Dal Nostro Inviato Speciale
Massimo A. Alberizzi
Nairobi, 15 marzo 2009

Finalmente liberi i quattro operatori umanitari di Medici Senza Frontiere Belgio rapiti mercoledì a Seraf Umra nel nord Darfur. Hanno raggiunto Khartoum ieri sera abbastanza tardi. Il medico italiano Mauro D’Ascanio, l’infermiera canadese Laura Archer e il coordinatore sanitario francese Raphael Meonier, nel pomeriggio erano stati prelevati da un elicottero militare sudanese dal luogo di detenzione e portati a El Fasher, capitale del nord Darfur. Lì un aereo li ha caricati a bordo e hanno potuto così raggiungere la capitale sudanese dove li ha accolti l’ambasciatore italiano Roberto Cantone e una delegazione di Msf, che li ha presi in consegna e li ha portati all’ospedale centrale di Khartoum per i primi accertamenti sullo stato di salute. Sono comunque in buone condizioni, la loro prigionia è durata meno di tre giorni.

Resta il mistero di cosa sia accaduto nelle ultime 24 ore. Venerdì sera la loro liberazione era stata data per certa dalla Farnesina e da Msf. Poi però era giunta la smentita del governatore del nord Darfur, che aveva, senza mezzi termini, criticato il ministero degli esteri italiano per aver diffuso una notizia “non corretta”. “Sto trattando io la liberazione – aveva detto Osmane Mohammed Yousif Kibir, parlando al servizio arabo della BBC – . Gli ostaggi sono ancora prigionieri”. Poi, contattato al telefono dallo stringer di Africa ExPress a Khartoum, aveva aggiunto: “Impossibile che siano stati rilasciati. I soldi sono ancora sulla mia scrivania!”

Secondo fonti confidenziali del governo sudanese, tutte da verificare, l’accordo sulla liberazione era stato veramente raggiunto venerdì ma, all’ultimo momento, si è verificato un intoppo. Tra le richieste iniziali dei rapitori – un gruppo filogovernativo conosciuto come Border Gards (Guardie di frontiera) – non figurava solo  un milione di dollari di riscatto, ma soprattutto l’impegno della Francia a muoversi per cancellare il mandato d’arresto della Corte Penale Internazionale (Cpi) contro il presidente sudanese Omar Al Bashir per crimini contro l’umanità e crimini di guerra.

La pretesa aveva imbarazzato non poco lo stesso governo sudanese che, durante le trattative, aveva chiesto alla gang di rapitori di non insistere. Una parte del gruppo aveva accettato, ma l’ala più oltranzista, e più realista del re, non aveva intenzione di cedere e si era rifiutata di consegnare gli ostaggi. Da qui il ritardo. Il negoziato era continuato serrato ieri mattina, finché sono dovute intervenire le sfere più alte del regime (qualcuno dice lo stesso Al Bashir) per convincere i più radicali. Alla fine ci sono riusciti, la rivendicazione politica è stata abbandonata ma sul riscatto non c’è stato niente da fare.

** FILE ** In this Monday, April 23, 2007 file photo, Sudanese Darfur survivor Ibrahim holds human skulls at the site of a mass grave where he says the remains of 25 of his friends and fellow villagers lie, on the outskirts of the West Darfur town of Mukjar, Sudan. The International Criminal Court issued an arrest warrant Wednesday, March 4, 2009 for Sudanese President Omar al-Bashir on charges of war crimes and crimes against humanity in Darfur. (AP Photo/Nasser Nasser, File)

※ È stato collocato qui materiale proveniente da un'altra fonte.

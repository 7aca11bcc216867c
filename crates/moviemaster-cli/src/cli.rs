//! CLI argument definitions for MovieMaster.
//!
//! All `clap` structures live here so that `main.rs` stays focused on
//! dispatching subcommands.

use std::path::PathBuf;

use clap::{Parser, Subcommand};

/// MovieMaster -- ask about movies, answered from The Movie Database.
#[derive(Debug, Parser)]
#[command(
    name = "moviemaster",
    version,
    about = "MovieMaster -- movie answers from The Movie Database",
    long_about = "Answers spoken-style questions about movies (plot, release year, cast, \
                  studios, genres, runtime, popular and top rated lists) using the TMDb v3 API."
)]
pub struct Cli {
    #[command(subcommand)]
    pub command: Commands,

    /// Configuration file.
    #[arg(long, global = true, default_value = "config/default.toml")]
    pub config: PathBuf,

    /// Override how many list items are mentioned per answer.
    #[arg(long, global = true)]
    pub depth: Option<usize>,

    /// Directory of `<key>.dialog` files overriding the built-in wording.
    #[arg(long, global = true)]
    pub dialogs: Option<PathBuf>,

    /// Print utterances as JSON instead of rendered sentences.
    #[arg(long, global = true)]
    pub json: bool,

    /// Log at debug level unless `RUST_LOG` says otherwise.
    #[arg(long, short, global = true)]
    pub verbose: bool,
}

#[derive(Debug, Subcommand)]
pub enum Commands {
    /// Answer a single question.
    Ask {
        /// The question, e.g. `who stars in the matrix`.
        #[arg(required = true, num_args = 1..)]
        utterance: Vec<String>,
    },

    /// Answer questions read from stdin until `quit`.
    Run,

    /// List today's popular movies.
    Popular,

    /// List the top rated movies.
    Top,

    /// Print the TMDb movie genre catalog.
    Genres,

    /// Show the effective settings and check the API key.
    Status,
}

Le autorità sudanesi immediatamente hanno detto che non si doveva versare un soldo, ma la prigionia sarebbe andata ancora avanti per qualche giorno. Per velocizzare il rilascio qualcuno ha deciso di pagare “le spese”. Dal milione iniziale si è scesi a 400/500 mila dollari, probabilmente pagati dai tre governi interessati. Il ministro degli esteri italiano, Franco Frattini ha smentito che sia stato pagato alcun riscatto.

Comunque ieri pomeriggio l’elicottero militare ha potuto raggiungere il luogo di detenzione e portare via gli ostaggi, risparmiando loro un viaggio in auto di più di quattro ore sulle disastrate piste darfuriane.

Christopher Stokes, direttore generale di MSF Belgio ha detto di essere indignato per il rapimento “che rappresenta una grave violazione di tutto ciò per cui ci battiamo. Il sequestro di operatori umanitari mette in pericolo l’assistenza alle popolazioni. Il nostro lavoro medico indipendente deve essere rispettato se vogliamo continuare a operare in zone di conflitto per salvare le vite ci coloro che soffrono di più.”.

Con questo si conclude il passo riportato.